Monkey Face led Teresa and Alejandro through the tenement, introducing them to the members of the Society of Free Brothers and Sisters. They met the “Disinfector of Mirrors,” the “Professor of Invisibility,” the “Fantastic Biologist-Body Inventor,” the “Funeral Clown,” and many others who were unable to explain what their activities were because Monkey Face, accepting a drink at every door, staggeringly drunk, forgot not only Russian but also all the other languages and translated their words into a strange tongue composed of belches, hiccups, and drooling. At the beginning, they at least managed to find out what the “Freckle Trainer” did.

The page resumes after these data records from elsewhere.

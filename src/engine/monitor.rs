use crate::engine::state::{set_connection, ConnectionChange, MeterState};
use crate::sink::{SinkStatus, UiSink};
use crate::transport::{reconnect_delay, MeterTransport};
use crate::types::ConnectionState;
use parking_lot::Mutex;
use std::sync::Arc;
use std::time::Duration;
use tokio_util::sync::CancellationToken;

/// Periodically probes the backend and drives the connection state machine.
/// Status is pushed to the sink only when the state actually changes.
pub async fn run_monitor(
    state: Arc<Mutex<MeterState>>,
    transport: Arc<MeterTransport>,
    sink: Arc<dyn UiSink>,
    interval: Duration,
    cancel: CancellationToken,
) {
    let mut attempt: u32 = 0;
    loop {
        tokio::select! {
            _ = cancel.cancelled() => break,
            _ = tokio::time::sleep(interval) => {
                monitor_cycle(&state, &transport, sink.as_ref(), &mut attempt, &cancel).await;
            }
        }
    }
    log::debug!("connection monitor stopped");
}

pub(crate) async fn monitor_cycle(
    state: &Mutex<MeterState>,
    transport: &MeterTransport,
    sink: &dyn UiSink,
    attempt: &mut u32,
    cancel: &CancellationToken,
) {
    if transport.probe().await {
        *attempt = 0;
        publish_connection(state, ConnectionState::Connected, sink);
        return;
    }

    if publish_connection(state, ConnectionState::Disconnected, sink) {
        log::warn!("backend probe failed, connection lost");
    }

    tokio::select! {
        _ = cancel.cancelled() => return,
        _ = tokio::time::sleep(reconnect_delay(*attempt)) => {}
    }
    *attempt = attempt.saturating_add(1);

    match transport.reconnect().await {
        Ok(()) => {
            if transport.probe().await {
                *attempt = 0;
                publish_connection(state, ConnectionState::Connected, sink);
                log::info!("backend connection restored");
            }
        }
        Err(error) => {
            log::warn!("reconnect attempt {attempt} failed: {error}");
        }
    }
}

pub(crate) fn publish_connection(
    state: &Mutex<MeterState>,
    next: ConnectionState,
    sink: &dyn UiSink,
) -> bool {
    let change = set_connection(&mut state.lock(), next);
    match change {
        ConnectionChange::Changed { .. } => {
            sink.update_connection_status(status_for(next));
            true
        }
        ConnectionChange::Unchanged => false,
    }
}

fn status_for(connection: ConnectionState) -> SinkStatus {
    match connection {
        ConnectionState::Connected => SinkStatus::Connected,
        ConnectionState::Degraded | ConnectionState::Connecting => SinkStatus::Degraded,
        ConnectionState::Disconnected => SinkStatus::Error,
    }
}
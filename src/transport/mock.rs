use crate::sink::GridAlert;
use crate::transport::{AlertPage, BillSnapshot, SubmissionOutcome};
use crate::types::MeterReading;
use chrono::Utc;
use parking_lot::Mutex;
use std::collections::VecDeque;
use uuid::Uuid;

const MOCK_PRICE_PER_KWH: f64 = 0.22;

/// In-process stand-in for a real backend. With nothing scripted it prices
/// every accepted reading at a flat tariff; tests queue up outcomes, probe
/// results and alerts to drive specific paths.
#[derive(Default)]
pub struct MockTransport {
    scripted_outcomes: Mutex<VecDeque<SubmissionOutcome>>,
    scripted_probes: Mutex<VecDeque<bool>>,
    scripted_snapshots: Mutex<VecDeque<Result<BillSnapshot, String>>>,
    pending_alerts: Mutex<VecDeque<GridAlert>>,
    accepted_usage: Mutex<f64>,
    submitted_ids: Mutex<Vec<Uuid>>,
}

impl MockTransport {
    pub fn new() -> Self {
        Self::default()
    }

    pub fn submit(&self, reading: &MeterReading) -> SubmissionOutcome {
        self.submitted_ids.lock().push(reading.id);

        if let Some(outcome) = self.scripted_outcomes.lock().pop_front() {
            if matches!(outcome, SubmissionOutcome::Priced { .. }) {
                *self.accepted_usage.lock() += reading.value;
            }
            return outcome;
        }

        let total = {
            let mut accepted = self.accepted_usage.lock();
            *accepted += reading.value;
            *accepted
        };
        SubmissionOutcome::Priced {
            price: total * MOCK_PRICE_PER_KWH,
        }
    }

    pub fn probe(&self) -> bool {
        self.scripted_probes.lock().pop_front().unwrap_or(true)
    }

    pub fn fetch_authoritative(&self) -> Result<BillSnapshot, crate::error::EngineError> {
        if let Some(scripted) = self.scripted_snapshots.lock().pop_front() {
            return scripted.map_err(crate::error::EngineError::Connectivity);
        }
        let usage = *self.accepted_usage.lock();
        Ok(BillSnapshot {
            price: usage * MOCK_PRICE_PER_KWH,
            authoritative_usage: usage,
            as_of: Utc::now(),
        })
    }

    pub fn drain_alerts(&self) -> AlertPage {
        AlertPage {
            alerts: self.pending_alerts.lock().drain(..).collect(),
            cursor: 0,
        }
    }

    pub fn script_outcome(&self, outcome: SubmissionOutcome) {
        self.scripted_outcomes.lock().push_back(outcome);
    }

    pub fn script_probe(&self, reachable: bool) {
        self.scripted_probes.lock().push_back(reachable);
    }

    pub fn script_snapshot(&self, snapshot: BillSnapshot) {
        self.scripted_snapshots.lock().push_back(Ok(snapshot));
    }

    pub fn script_snapshot_failure(&self, cause: &str) {
        self.scripted_snapshots
            .lock()
            .push_back(Err(cause.to_string()));
    }

    pub fn push_alert(&self, alert: GridAlert) {
        self.pending_alerts.lock().push_back(alert);
    }

    pub fn accepted_usage(&self) -> f64 {
        *self.accepted_usage.lock()
    }

    pub fn submitted_ids(&self) -> Vec<Uuid> {
        self.submitted_ids.lock().clone()
    }
}

#[cfg(test)]
mod tests {
    use super::*;
    use crate::sink::AlertSeverity;

    fn reading(value: f64) -> MeterReading {
        MeterReading::new(value).expect("test reading should be valid")
    }

    #[test]
    fn prices_at_flat_tariff_by_default() {
        let transport = MockTransport::new();

        let outcome = transport.submit(&reading(2.0));
        assert_eq!(outcome, SubmissionOutcome::Priced { price: 0.44 });

        let outcome = transport.submit(&reading(3.0));
        assert_eq!(outcome, SubmissionOutcome::Priced { price: 1.1 });
        assert_eq!(transport.accepted_usage(), 5.0);
    }

    #[test]
    fn scripted_outcomes_are_consumed_in_order() {
        let transport = MockTransport::new();
        transport.script_outcome(SubmissionOutcome::TimedOut);
        transport.script_outcome(SubmissionOutcome::Priced { price: 11.2 });

        assert_eq!(transport.submit(&reading(1.0)), SubmissionOutcome::TimedOut);
        assert_eq!(transport.accepted_usage(), 0.0);

        assert_eq!(
            transport.submit(&reading(1.0)),
            SubmissionOutcome::Priced { price: 11.2 }
        );
        assert_eq!(transport.accepted_usage(), 1.0);
        assert_eq!(transport.submitted_ids().len(), 2);
    }

    #[test]
    fn probe_defaults_to_reachable() {
        let transport = MockTransport::new();
        transport.script_probe(false);

        assert!(!transport.probe());
        assert!(transport.probe());
    }

    #[test]
    fn authoritative_snapshot_reflects_accepted_usage() {
        let transport = MockTransport::new();
        transport.submit(&reading(2.73));

        let snapshot = transport
            .fetch_authoritative()
            .expect("mock snapshot should succeed");
        assert_eq!(snapshot.authoritative_usage, 2.73);
    }

    #[test]
    fn scripted_snapshot_failure_surfaces_as_error() {
        let transport = MockTransport::new();
        transport.script_snapshot_failure("backend unreachable");

        assert!(transport.fetch_authoritative().is_err());
        assert!(transport.fetch_authoritative().is_ok());
    }

    #[test]
    fn alerts_drain_once() {
        let transport = MockTransport::new();
        transport.push_alert(GridAlert {
            message: "Planned outage at 18:00".to_string(),
            severity: AlertSeverity::Warning,
        });

        assert_eq!(transport.drain_alerts().alerts.len(), 1);
        assert!(transport.drain_alerts().alerts.is_empty());
    }
}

He was a pudgy, dark-skinned man who gave off a strong smell of wine, as did all the other goys they’d see in the tenement. A woman with few teeth accompanied him along with eight children who ran around the single room unconcernedly. The trainer beat a small drum and, opening his eyes with strange flashes of light, ordered the beauty mark to move. In effect, many ladies wanted to have their beauty mark next to the place where their lips met or on a cheek or between their bosoms or even in more secret places. The naïve client would be told that, over the course of time, the blemish would move, bit by bit until it reached the desired spot.
Naturally, the drum, the flashing eyes, and the trainer’s hypnotic orders were not enough. The client also had to pray with faith. After a few sessions, the client would be told in no uncertain terms that the beauty mark had indeed moved several fractions of an inch. If the lady became bored with the large number of sessions necessary or if she began to complain about the slowness of their progress, the trainer would shrug his shoulders as if he were terribly offended and answer that the fault did not lie with him but with prayers without faith. And off he’d go in search of another victim. There was no lack of silly ladies to help him feed his numerous offspring. Sometimes, very rarely, the beauty marks did move.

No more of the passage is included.